On the Birmingham Music Archive website there are a number of trackers. Not an unusual situation at all for a website in 2021. What you may find surprising is the number of them that uBlock Origin has allowed through the filter by default. In the uBlock report, the green domains are live on the page, the red domains are blocked, and the gold domains are partially blocked. We see that Facebook, Google, Twitter, Gravatar and Font Awesome have all managed to load a presence of some sort, and only Google Tag Manager has been unambiguously told to take a hike.

uBlock Origin custom

But with the two custom filters we added, nothing gets through except content from the website's home domain.

What's immediately noticeable after we've completely blocked third-party content and all scripts, is that the page still loads, and there's nothing really obvious that precludes us from reading it.
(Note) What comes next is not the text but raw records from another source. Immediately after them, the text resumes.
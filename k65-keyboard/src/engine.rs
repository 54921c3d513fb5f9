//! Animation engine
//!
//! At most one render loop runs per device. The engine moves through
//! `Idle -> Running -> Cancelling -> Idle`; a new loop may only be started
//! from `Idle`, which [`AnimationEngine::replace`] reaches by cancelling the
//! current session and joining its thread before spawning the next one.

use std::sync::Arc;
use std::thread::JoinHandle;
use std::time::{Duration, Instant};

use parking_lot::{Condvar, Mutex};
use tracing::{debug, info, warn};

use crate::effect::{EffectCatalog, EffectDescriptor, EffectKind};
use crate::error::EngineError;
use crate::model::Strategy;
use crate::profile::{DeviceProfile, ProfileCell};
use crate::render::{render_keyboard, ChannelBuffer, Renderer, TickInput};
use crate::telemetry::TemperatureCache;
use crate::writer::ColorWriter;

/// Cooperative cancellation flag with a wakeable sleep
#[derive(Debug, Clone, Default)]
pub struct CancelToken {
    inner: Arc<(Mutex<bool>, Condvar)>,
}

impl CancelToken {
    pub fn new() -> Self {
        Self::default()
    }

    pub fn cancel(&self) {
        let (flag, cvar) = &*self.inner;
        *flag.lock() = true;
        cvar.notify_all();
    }

    pub fn is_cancelled(&self) -> bool {
        *self.inner.0.lock()
    }

    /// Sleep up to `duration`, returns true if cancelled meanwhile
    pub fn sleep(&self, duration: Duration) -> bool {
        let (flag, cvar) = &*self.inner;
        let deadline = Instant::now() + duration;
        let mut cancelled = flag.lock();
        while !*cancelled {
            if cvar.wait_until(&mut cancelled, deadline).timed_out() {
                break;
            }
        }
        *cancelled
    }
}

/// Everything a render loop needs, shared with the device
#[derive(Clone)]
pub struct EngineContext {
    pub writer: Arc<ColorWriter>,
    pub profile: ProfileCell,
    pub catalog: Arc<EffectCatalog>,
    pub temperatures: Arc<TemperatureCache>,
}

/// One live render loop
struct AnimationSession {
    kind: EffectKind,
    token: CancelToken,
    handle: JoinHandle<()>,
}

enum EngineState {
    Idle,
    Running(AnimationSession),
    Cancelling(AnimationSession),
}

/// Externally visible engine state
#[derive(Debug, Clone, Copy, PartialEq, Eq)]
pub enum EngineStatus {
    Idle,
    Running(EffectKind),
    Cancelling,
}

impl EngineStatus {
    fn name(&self) -> &'static str {
        match self {
            Self::Idle => "idle",
            Self::Running(_) => "running",
            Self::Cancelling => "cancelling",
        }
    }
}

/// What `start` did with the profile's effect
#[derive(Debug, Clone, Copy, PartialEq, Eq)]
pub enum StartOutcome {
    /// A render loop is now running
    Looping(EffectKind),
    /// A single frame was written
    SingleFrame(EffectKind),
    /// Firmware took over after a trigger write
    Offloaded(EffectKind),
    /// Effect unknown or unsupported, all channels were turned off
    Blanked,
}

pub struct AnimationEngine {
    ctx: EngineContext,
    state: EngineState,
}

impl AnimationEngine {
    pub fn new(ctx: EngineContext) -> Self {
        Self {
            ctx,
            state: EngineState::Idle,
        }
    }

    pub fn status(&self) -> EngineStatus {
        match &self.state {
            EngineState::Idle => EngineStatus::Idle,
            EngineState::Running(s) => EngineStatus::Running(s.kind),
            EngineState::Cancelling(_) => EngineStatus::Cancelling,
        }
    }

    /// Apply the profile's current effect
    ///
    /// Loops only for host-animated effects; single-frame and firmware
    /// effects are written here and leave the engine idle.
    pub fn start(&mut self) -> Result<StartOutcome, EngineError> {
        let status = self.status();
        if status != EngineStatus::Idle {
            return Err(EngineError::NotIdle {
                requested: "effect",
                state: status.name(),
            });
        }

        let profile = self.ctx.profile.snapshot();
        let model = self.ctx.writer.model();

        if model.resets_before_apply() {
            if let Err(e) = self.ctx.writer.write_reset() {
                warn!(serial = %profile.serial, error = %e, "Unable to reset colors");
            }
        }

        let kind = EffectKind::from_name(&profile.rgb_profile);
        let strategy = kind.and_then(|k| model.strategy(k));
        let (Some(kind), Some(strategy)) = (kind, strategy) else {
            warn!(
                serial = %profile.serial,
                profile = %profile.rgb_profile,
                "Effect not available on {}, turning lights off",
                model
            );
            self.write_blank(&profile);
            return Ok(StartOutcome::Blanked);
        };

        match strategy {
            Strategy::Offloaded(trigger) => {
                let color = profile.current_keyboard().map(|k| &k.color);
                if let Err(e) = self.ctx.writer.write_trigger(&trigger, color) {
                    warn!(serial = %profile.serial, error = %e, "Unable to send effect trigger");
                }
                info!("Effect {} handed to firmware", kind);
                Ok(StartOutcome::Offloaded(kind))
            }
            Strategy::Once => {
                let frame = match render_frame(&self.ctx, &profile, &mut None, Instant::now()) {
                    Some(frame) => frame,
                    None => blank(&self.ctx),
                };
                if let Err(e) = self.ctx.writer.write_channels(&frame) {
                    warn!(serial = %profile.serial, error = %e, "Unable to write colors");
                }
                debug!("Effect {} written once", kind);
                Ok(StartOutcome::SingleFrame(kind))
            }
            Strategy::Animated => {
                let token = CancelToken::new();
                let ctx = self.ctx.clone();
                let loop_token = token.clone();
                let handle = std::thread::Builder::new()
                    .name(format!("k65-render-{}", kind))
                    .spawn(move || run_render_loop(ctx, loop_token))
                    .map_err(|e| EngineError::Spawn(e.to_string()))?;
                info!("Effect {} started", kind);
                self.state = EngineState::Running(AnimationSession {
                    kind,
                    token,
                    handle,
                });
                Ok(StartOutcome::Looping(kind))
            }
        }
    }

    /// Signal the running loop to stop after its current frame
    pub fn cancel(&mut self) -> Result<(), EngineError> {
        match std::mem::replace(&mut self.state, EngineState::Idle) {
            EngineState::Running(session) => {
                debug!("Cancelling effect {}", session.kind);
                session.token.cancel();
                self.state = EngineState::Cancelling(session);
                Ok(())
            }
            other => {
                self.state = other;
                Err(EngineError::NotRunning(self.status().name()))
            }
        }
    }

    /// Block until a cancelled loop has exited
    pub fn wait(&mut self) {
        if let EngineState::Cancelling(session) =
            std::mem::replace(&mut self.state, EngineState::Idle)
        {
            if session.handle.join().is_err() {
                warn!("Render loop for {} panicked", session.kind);
            }
            debug!("Effect {} stopped", session.kind);
        }
    }

    /// Stop whatever runs, wait for it, and go idle
    pub fn halt(&mut self) {
        if matches!(self.state, EngineState::Running(_)) {
            let _ = self.cancel();
        }
        self.wait();
    }

    fn write_blank(&self, profile: &DeviceProfile) {
        let model = self.ctx.writer.model();
        let result = match model.strategy(EffectKind::Off) {
            Some(Strategy::Offloaded(trigger)) => self.ctx.writer.write_trigger(&trigger, None),
            _ => self.ctx.writer.write_channels(&blank(&self.ctx)),
        };
        if let Err(e) = result {
            warn!(serial = %profile.serial, error = %e, "Unable to turn lights off");
        }
    }

    /// Stop the current session, then start the profile's effect
    pub fn replace(&mut self) -> Result<StartOutcome, EngineError> {
        self.halt();
        self.start()
    }
}

impl Drop for AnimationEngine {
    fn drop(&mut self) {
        self.halt();
    }
}

fn blank(ctx: &EngineContext) -> Vec<u8> {
    ChannelBuffer::off(ctx.writer.model().led_channels()).to_payload()
}

/// Render the profile's effect, `None` if it cannot be resolved
fn render_frame(
    ctx: &EngineContext,
    profile: &DeviceProfile,
    renderer: &mut Option<Renderer>,
    started: Instant,
) -> Option<Vec<u8>> {
    let model = ctx.writer.model();
    let desc = EffectDescriptor::resolve(&profile.rgb_profile, &ctx.catalog)?;
    if desc.kind == EffectKind::Keyboard {
        let map = profile.current_keyboard()?;
        return Some(render_keyboard(map, model.color_packet_length()));
    }
    let desc = match profile.brightness.value() {
        Some(b) => desc.with_brightness(b),
        None => desc,
    };
    let renderer = renderer.get_or_insert_with(|| Renderer::new(model.led_channels()));
    let input = TickInput {
        elapsed: started.elapsed().as_secs_f64(),
        temperatures: ctx.temperatures.get(),
    };
    Some(renderer.render(&desc, &input).to_payload())
}

fn run_render_loop(ctx: EngineContext, token: CancelToken) {
    let tick = ctx.writer.model().tick();
    let started = Instant::now();
    let mut renderer = None;
    let mut warned = false;
    debug!("Render loop started");

    while !token.is_cancelled() {
        // Snapshot once per tick
        let profile = ctx.profile.snapshot();
        let frame = match render_frame(&ctx, &profile, &mut renderer, started) {
            Some(frame) => {
                warned = false;
                frame
            }
            None => {
                if !warned {
                    warn!(
                        serial = %profile.serial,
                        profile = %profile.rgb_profile,
                        "No such RGB profile, rendering off"
                    );
                    warned = true;
                }
                blank(&ctx)
            }
        };

        if let Err(e) = ctx.writer.write_channels(&frame) {
            debug!("Frame dropped: {}", e);
        }

        if token.sleep(tick) {
            break;
        }
    }
    debug!("Render loop exited");
}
We could therefore say that a glut of trackers on that page - allowed through on the pretext of "dependency" - were giving us, the visitor, very little, bordering on nothing, in return for their data grab.

If we were cynical, we might even believe that certain trackers were doing whitelisting deals with uBlock Origin. I don't know whether that is the case or not, but for that particular page, the necessity of those third-party trackers seems very tenuous indeed. The most renowned tracker-blocker on the scene is barely touching them, and whatever you want to argue, the official reason is that they're "essential components of the page".

In fairness, I did pick a page that survives very well without its third-party "dependencies". Many other pages will fall apart in terms of layout, and some will display nothing at all. This blog will still load, but you won't see any images, because they're on a separate (and therefore technically third-party) domain.

In the end, there's way too much money in surveillance capitalism for any of these pathological stalkers to simply sit back and allow us to block them. They're on us today; they'll be on us tomorrow. If they can't buy their way round the block, or destroy the technical means to implement blocking (as Google is attempting to do with its Manifest protocol changes), they'll try to redefine the way web pages are built so that they become a necessary part of the average page load process.

That, after all, is what big cybertech has always done. Insert itself between the provider and the consumer as a commission-earning middleman. Whether the commission is paid in cash or in data doesn't matter. Actually, that's not true. Data is preferable, because it's not instantly exhausted like money. It just keeps earning, over and over again. Not even oil can do that.